Task description: Go through the records below and copy out every line that contains the word "formatId".

Recorded data:
Content starts

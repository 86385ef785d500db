//! API integration tests.
//!
//! Run with: `cargo test -p vidrelay-api --test api_test`

mod helpers;

use helpers::{setup_test_app, setup_test_app_with, FakeProvider, FAKE_MEDIA};
use serde_json::{json, Value};
use vidrelay_core::Config;

#[tokio::test]
async fn test_detect_returns_metadata_for_youtube_url() {
    let app = setup_test_app().await;

    let response = app
        .server
        .post("/api/detect")
        .json(&json!({"url": "https://www.youtube.com/watch?v=dQw4w9WgXcQ"}))
        .await;

    response.assert_status_ok();
    let body: Value = response.json();
    assert_eq!(body["success"], json!(true));
    assert_eq!(body["data"]["title"], json!("Test Video"));
    assert!(!body["data"]["thumbnail"].as_str().unwrap().is_empty());
    assert!(!body["data"]["formats"].as_array().unwrap().is_empty());
}

#[tokio::test]
async fn test_detect_unsupported_url_never_invokes_provider() {
    let app = setup_test_app().await;

    let response = app
        .server
        .post("/api/detect")
        .json(&json!({"url": "not-a-url"}))
        .await;

    response.assert_status_bad_request();
    let body: Value = response.json();
    assert_eq!(body["error"], json!(true));
    assert!(!body["message"].as_str().unwrap().is_empty());
    assert_eq!(app.provider.probe_count(), 0);

    let response = app
        .server
        .post("/api/detect")
        .json(&json!({"url": "https://example.com/some-video"}))
        .await;

    response.assert_status_bad_request();
    assert_eq!(app.provider.probe_count(), 0);
}

#[tokio::test]
async fn test_detect_missing_url_field_is_bad_request() {
    let app = setup_test_app().await;

    let response = app.server.post("/api/detect").json(&json!({})).await;

    response.assert_status_bad_request();
    let body: Value = response.json();
    assert_eq!(body["error"], json!(true));
}

#[tokio::test]
async fn test_detect_bounds_format_list_in_stable_order() {
    let app = setup_test_app_with(Config::default(), FakeProvider::with_formats(25)).await;

    let response = app
        .server
        .post("/api/detect")
        .json(&json!({"url": "https://youtu.be/dQw4w9WgXcQ"}))
        .await;

    response.assert_status_ok();
    let body: Value = response.json();
    let formats = body["data"]["formats"].as_array().unwrap();
    assert_eq!(formats.len(), 10);

    let ids: Vec<&str> = formats
        .iter()
        .map(|f| f["format_id"].as_str().unwrap())
        .collect();
    assert_eq!(ids, ["0", "1", "2", "3", "4", "5", "6", "7", "8", "9"]);
}

#[tokio::test]
async fn test_download_then_deliver_succeeds_exactly_once() {
    let app = setup_test_app().await;

    let response = app
        .server
        .post("/api/download")
        .json(&json!({"url": "https://youtu.be/dQw4w9WgXcQ", "formatId": "22"}))
        .await;

    response.assert_status_ok();
    let body: Value = response.json();
    assert_eq!(body["success"], json!(true));
    let filename = body["filename"].as_str().unwrap().to_string();
    let download_url = body["downloadUrl"].as_str().unwrap().to_string();
    assert_eq!(download_url, format!("/api/download/file/{}", filename));
    assert_eq!(body["size"], json!(FAKE_MEDIA.len()));

    // First delivery streams the file as an attachment.
    let response = app.server.get(&download_url).await;
    response.assert_status_ok();
    assert_eq!(response.as_bytes().as_ref(), FAKE_MEDIA);
    let disposition = response
        .headers()
        .get("content-disposition")
        .unwrap()
        .to_str()
        .unwrap();
    assert!(disposition.starts_with("attachment"));

    // The file is deleted after transfer; a second request finds nothing.
    tokio::time::sleep(std::time::Duration::from_millis(50)).await;
    assert!(app.stored_files().await.is_empty());

    let response = app.server.get(&download_url).await;
    response.assert_status_not_found();
    let body: Value = response.json();
    assert_eq!(body["error"], json!(true));
}

#[tokio::test]
async fn test_download_unknown_format_leaves_no_files() {
    let app = setup_test_app().await;

    let response = app
        .server
        .post("/api/download")
        .json(&json!({"url": "https://youtu.be/dQw4w9WgXcQ", "formatId": "bad"}))
        .await;

    response.assert_status_bad_request();
    let body: Value = response.json();
    assert_eq!(body["error"], json!(true));
    assert!(app.stored_files().await.is_empty());
}

#[tokio::test]
async fn test_download_requires_both_fields() {
    let app = setup_test_app().await;

    let response = app
        .server
        .post("/api/download")
        .json(&json!({"url": "https://youtu.be/x"}))
        .await;
    response.assert_status_bad_request();

    let response = app
        .server
        .post("/api/download")
        .json(&json!({"url": "  ", "formatId": "22"}))
        .await;
    response.assert_status_bad_request();
}

#[tokio::test]
async fn test_deliver_traversal_never_escapes_storage_root() {
    let app = setup_test_app().await;

    // Plant a file outside the storage root; a traversal filename must not
    // reach it.
    let secret = app.temp_dir.path().parent().unwrap().join("secret.txt");
    tokio::fs::write(&secret, b"secret").await.ok();

    let response = app
        .server
        .get("/api/download/file/..%2F..%2Fsecret.txt")
        .await;
    response.assert_status_not_found();

    let response = app.server.get("/api/download/file/%2E%2E").await;
    assert!(
        response.status_code() == 403 || response.status_code() == 404,
        "expected rejection, got {}",
        response.status_code()
    );

    tokio::fs::remove_file(&secret).await.ok();
}

#[tokio::test]
async fn test_rate_limit_returns_429_after_budget() {
    let mut config = Config::default();
    config.rate_limit_max_requests = 2;
    let app = setup_test_app_with(config, FakeProvider::new()).await;

    let body = json!({"url": "https://youtu.be/dQw4w9WgXcQ"});
    app.server.post("/api/detect").json(&body).await.assert_status_ok();
    app.server.post("/api/detect").json(&body).await.assert_status_ok();

    let response = app.server.post("/api/detect").json(&body).await;
    assert_eq!(response.status_code(), 429);
    assert!(response.headers().get("retry-after").is_some());
    let body: Value = response.json();
    assert_eq!(body["error"], json!(true));
}

#[tokio::test]
async fn test_health_check_reports_ok() {
    let app = setup_test_app().await;

    let response = app.server.get("/health").await;

    response.assert_status_ok();
    let body: Value = response.json();
    assert_eq!(body["status"], json!("ok"));
    assert_eq!(body["storage"], json!("healthy"));
    assert!(body["timestamp"].as_str().is_some());
}

#[tokio::test]
async fn test_openapi_document_lists_api_paths() {
    let app = setup_test_app().await;

    let response = app.server.get("/api/openapi.json").await;

    response.assert_status_ok();
    let body: Value = response.json();
    let paths = body["paths"].as_object().unwrap();
    assert!(paths.contains_key("/api/detect"));
    assert!(paths.contains_key("/api/download"));
    assert!(paths.contains_key("/api/download/file/{filename}"));
}
//! Download orchestration.
//!
//! One call, one file: the orchestrator picks a unique filename stem, hands
//! it to the extraction provider, and blocks until the media is fully on
//! disk. Backends that resolve a remote URL instead of writing the file
//! themselves get their second hop streamed here, chunk by chunk. A failed
//! download leaves no partial files behind.

use std::sync::Arc;

use futures::StreamExt;
use tokio::io::AsyncWriteExt;
use uuid::Uuid;

use vidrelay_core::models::DownloadResult;
use vidrelay_core::AppError;
use vidrelay_extractor::{ExtractionProvider, ExtractorError, Fetched};
use vidrelay_storage::DownloadStore;

#[derive(Clone)]
pub struct Downloader {
    provider: Arc<dyn ExtractionProvider>,
    store: Arc<DownloadStore>,
    http: reqwest::Client,
}

impl Downloader {
    pub fn new(provider: Arc<dyn ExtractionProvider>, store: Arc<DownloadStore>) -> Self {
        Self {
            provider,
            store,
            http: reqwest::Client::new(),
        }
    }

    /// Unique filename stem: unix-millis plus a short random suffix, so
    /// collisions are practically impossible within the process lifetime.
    fn unique_stem() -> String {
        let suffix = Uuid::new_v4().simple().to_string();
        format!(
            "{}_{}",
            chrono::Utc::now().timestamp_millis(),
            &suffix[..6]
        )
    }

    /// Materialize the media selected by `format_id` on disk and return its
    /// name, absolute path, and size. Blocks until the file is complete.
    pub async fn download(&self, url: &str, format_id: &str) -> Result<DownloadResult, AppError> {
        let stem = Self::unique_stem();
        tracing::info!(
            backend = self.provider.name(),
            format_id,
            stem = %stem,
            "Starting download"
        );

        let result = self.download_with_stem(url, format_id, &stem).await;

        if result.is_err() {
            // A failed download must leave nothing in storage.
            match self.store.remove_by_prefix(&stem).await {
                Ok(0) => {}
                Ok(removed) => {
                    tracing::debug!(stem = %stem, removed, "Removed partial download files")
                }
                Err(e) => tracing::warn!(error = %e, stem = %stem, "Partial cleanup failed"),
            }
        }

        result
    }

    async fn download_with_stem(
        &self,
        url: &str,
        format_id: &str,
        stem: &str,
    ) -> Result<DownloadResult, AppError> {
        let fetched = self
            .provider
            .fetch(url, format_id, self.store.root(), stem)
            .await
            .map_err(map_fetch_error)?;

        let filename = match fetched {
            Fetched::LocalFile { filename } => filename,
            Fetched::RemoteUrl { url, ext } => self.stream_remote(&url, stem, &ext).await?,
        };

        // The provider reported success; the file must actually be there.
        let size = self
            .store
            .size(&filename)
            .await
            .map_err(|_| AppError::FileMissing(filename.clone()))?;

        tracing::info!(filename = %filename, size, "Download complete");

        Ok(DownloadResult {
            filepath: self.store.root().join(&filename),
            filename,
            size,
        })
    }

    /// Second hop: stream a resolved remote URL into storage without
    /// buffering the whole body.
    async fn stream_remote(
        &self,
        remote_url: &str,
        stem: &str,
        ext: &str,
    ) -> Result<String, AppError> {
        let filename = format!("{}.{}", stem, ext);

        let response = self.http.get(remote_url).send().await.map_err(|e| {
            AppError::DownloadFailed(format!("Failed to reach resolved media link: {}", e))
        })?;

        if !response.status().is_success() {
            return Err(AppError::DownloadFailed(format!(
                "Resolved media link returned HTTP {}",
                response.status()
            )));
        }

        let mut file = self.store.create(&filename).await.map_err(|e| {
            AppError::DownloadFailed(format!("Failed to create media file: {}", e))
        })?;
        let mut stream = response.bytes_stream();
        let mut written: u64 = 0;

        while let Some(chunk) = stream.next().await {
            let chunk = chunk.map_err(|e| {
                AppError::DownloadFailed(format!("Media stream interrupted: {}", e))
            })?;
            written += chunk.len() as u64;
            file.write_all(&chunk).await.map_err(|e| {
                AppError::DownloadFailed(format!("Failed to write media chunk: {}", e))
            })?;
        }

        file.flush()
            .await
            .map_err(|e| AppError::DownloadFailed(format!("Failed to flush media file: {}", e)))?;

        tracing::debug!(filename = %filename, bytes = written, "Streamed remote media to storage");
        Ok(filename)
    }
}

fn map_fetch_error(err: ExtractorError) -> AppError {
    match err {
        ExtractorError::InvalidFormat(msg) => {
            AppError::InvalidFormat(format!("Format not recognized: {}", msg))
        }
        ExtractorError::FileMissing(msg) => AppError::FileMissing(msg),
        ExtractorError::ToolNotFound(tool) => {
            AppError::Internal(format!("Extraction tool not found: {}", tool))
        }
        other => AppError::DownloadFailed(other.to_string()),
    }
}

Content ends

Result of the task:
        .json(&json!({"url": "https://youtu.be/dQw4w9WgXcQ", "formatId": "22"}))
        .json(&json!({"url": "https://youtu.be/dQw4w9WgXcQ", "formatId": "bad"}))
        .json(&json!({"url": "  ", "formatId": "22"}))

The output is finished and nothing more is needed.